Sometimes, the right property decision cannot wait for a standard mortgage process. However, speed should never replace structure.

A bridging loan can help cover a short-term funding gap. It may support an auction purchase, a chain break, a refurbishment, a refinance, or a time-sensitive property opportunity.

Yet the question is not only, “Can the money be raised quickly?”

The better question is, “How will the loan be repaid?”

That is where bridging finance becomes technical. The exit route, security, valuation, loan term, interest method, legal work, and borrower profile all matter.

Connect Mortgages helps UK borrowers understand bridging loans clearly before they proceed.

Bridging Loans at a Glance

A bridging loan is short-term property finance secured against property or land.

It is usually used when funding is needed quickly or when a standard mortgage is not yet suitable.

Common uses include auction purchases, buying before selling, refinancing, light refurbishment, and short-term capital raising.

Bridging loans can be arranged on a first-charge or second-charge basis.

Interest may be serviced monthly, rolled up, or retained from the loan facility.

A clear exit strategy is essential.

The exit route may be sale, refinance, or another agreed repayment method.

Bridging loans can cost more than standard mortgages.

They are not designed for long-term borrowing.

Your property may be repossessed if you do not repay a loan secured against it.

What Is a Bridging Loan?

A bridging loan is short-term finance used to bridge a funding gap.

It is usually secured against property or land. The loan is then repaid when a planned event happens.

That event is called the exit.

The exit may be the sale of a property, a refinance onto a longer-term mortgage, or completion of another finance route.

Bridging finance is often used when timing, property condition, or transaction structure makes a standard mortgage difficult.

It may help when a borrower needs to move quickly, but the long-term plan is not ready yet.

For commercial property needs, you may also want to read our commercial mortgage guide.

When Might a Bridging Loan Be Used?

Bridging loans may be considered for several property situations.

  • Buying a property at auction
  • Completing before a current property has sold
  • Breaking a property chain
  • Funding light refurbishment
  • Buying an unmortgageable property
  • Refinancing short-term debt
  • Raising capital against property
  • Buying a commercial or semi-commercial property
  • Supporting a buy-to-let purchase before longer-term finance
  • Repaying an existing facility before a sale completes

A bridging loan should fit a defined purpose.

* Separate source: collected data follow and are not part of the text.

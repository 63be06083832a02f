//=========================================================================
// Text Rendering
//
// Rasterizes the status banner into a sprite via fontdue.
//
// Responsibilities:
// - Load and parse the banner font at startup (fail fast)
// - Lay out and rasterize a line of text at a fixed pixel size
// - Apply the banner style: solid color with an underline bar
//
// Notes:
// Glyph coverage becomes the sprite's alpha channel, so the banner
// blends over whatever the board shows underneath.
//
//=========================================================================

//=== Standard Library Imports ============================================

use std::fs;
use std::path::Path;

//=== External Crates =====================================================

use fontdue::layout::{CoordinateSystem, Layout, TextStyle};
use fontdue::{Font, FontSettings};
use log::debug;

//=== Internal Modules ====================================================

use crate::assets::{AssetError, Sprite};

//=== Banner Style ========================================================

/// Banner text color (red), matching the win message style.
pub const BANNER_COLOR: [u8; 3] = [0xFF, 0x00, 0x00];

/// Banner text size in pixels.
pub const BANNER_SIZE_PX: f32 = 36.0;

/// Thickness of the underline bar in pixels.
const UNDERLINE_PX: u32 = 2;

/// Gap between the text block and the underline in pixels.
const UNDERLINE_GAP_PX: u32 = 1;

//=== TextRenderer ========================================================

/// Rasterizes single-line banner text with an underline.
pub struct TextRenderer {
    font: Font,
    size_px: f32,
}

impl TextRenderer {
    //--- Construction -----------------------------------------------------

    /// Loads and parses the font file.
    pub fn from_file(path: &Path, size_px: f32) -> Result<Self, AssetError> {
        let bytes = fs::read(path).map_err(|source| AssetError::Io {
            path: path.to_path_buf(),
            source,
        })?;

        let font =
            Font::from_bytes(bytes, FontSettings::default()).map_err(|reason| AssetError::Font {
                path: path.to_path_buf(),
                reason: reason.to_string(),
            })?;

        debug!(target: "render", "Loaded font {} at {}px", path.display(), size_px);
        Ok(Self { font, size_px })
    }

    //--- Rasterization ----------------------------------------------------

    /// Renders one line of underlined text in the given color.
    ///
    /// Returns `None` for text that produces no visible glyphs.
    pub fn render(&self, text: &str, color: [u8; 3]) -> Option<Sprite> {
        let mut layout = Layout::new(CoordinateSystem::PositiveYDown);
        layout.append(&[&self.font], &TextStyle::new(text, self.size_px, 0));

        let glyphs = layout.glyphs();

        // Text block bounds across all glyph bitmaps.
        let mut text_width = 0u32;
        let mut text_height = 0u32;
        for glyph in glyphs {
            let right = glyph.x.max(0.0) as u32 + glyph.width as u32;
            let bottom = glyph.y.max(0.0) as u32 + glyph.height as u32;
            text_width = text_width.max(right);
            text_height = text_height.max(bottom);
        }
        if text_width == 0 {
            return None;
        }

        let height = text_height + UNDERLINE_GAP_PX + UNDERLINE_PX;
        let mut pixels = vec![0u32; (text_width * height) as usize];

        let [r, g, b] = color;
        let rgb = (r as u32) << 16 | (g as u32) << 8 | b as u32;

        // Glyph coverage drives the alpha channel.
        for glyph in glyphs {
            let (metrics, coverage) = self.font.rasterize_config(glyph.key);
            let gx = glyph.x.max(0.0) as u32;
            let gy = glyph.y.max(0.0) as u32;

            for row in 0..metrics.height as u32 {
                for col in 0..metrics.width as u32 {
                    let alpha = coverage[(row * metrics.width as u32 + col) as usize];
                    if alpha == 0 {
                        continue;
                    }
                    let x = gx + col;
                    let y = gy + row;
                    if x >= text_width || y >= text_height {
                        continue;
                    }
                    pixels[(y * text_width + x) as usize] = (alpha as u32) << 24 | rgb;
                }
            }
        }

        // Underline bar spanning the full text width.
        for y in (height - UNDERLINE_PX)..height {
            for x in 0..text_width {
                pixels[(y * text_width + x) as usize] = 0xFF00_0000 | rgb;
            }
        }

        Some(Sprite::new(text_width, height, pixels))
    }
}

It should not be used simply because it is available.

The stronger the purpose, the stronger the case usually becomes.

How Bridging Loans Work

A bridging loan is secured against property.

The lender assesses the property, the borrower, the security position, the loan size, the term, and the exit strategy.

The process usually includes:

  • Initial enquiry
  • Property and borrower assessment
  • Indicative terms
  • Valuation
  • Legal review
  • Formal offer
  • Completion
  • Drawdown of funds
  • Repayment through the agreed exit

The lender’s decision is usually based on risk.

That risk is linked to the property value, loan-to-value, borrower profile, and repayment plan.

First Charge and Second Charge Bridging Loans

A bridging loan may be arranged as a first- or second-charge loan.

A first charge loan is secured against the property as the main loan.

This may apply when there is no existing mortgage on the property.

A second charge loan sits behind an existing mortgage.

This may apply when the borrower wants to raise funds without replacing the current mortgage.

If you already have a mortgage and need extra borrowing, our second charge mortgage guide may help you compare the route.

Second charge bridging loans can be more complex.

The existing lender’s position, consent, affordability, and repayment route may all need review.

Open Bridge and Closed Bridge

Bridging loans are often described as open or closed.

A closed bridge has a clear repayment date or confirmed exit event.

For example, contracts may have exchanged on a property sale.

An open bridge has an expected exit route, but no fixed completion date.

For example, a property may be on the market but not yet sold.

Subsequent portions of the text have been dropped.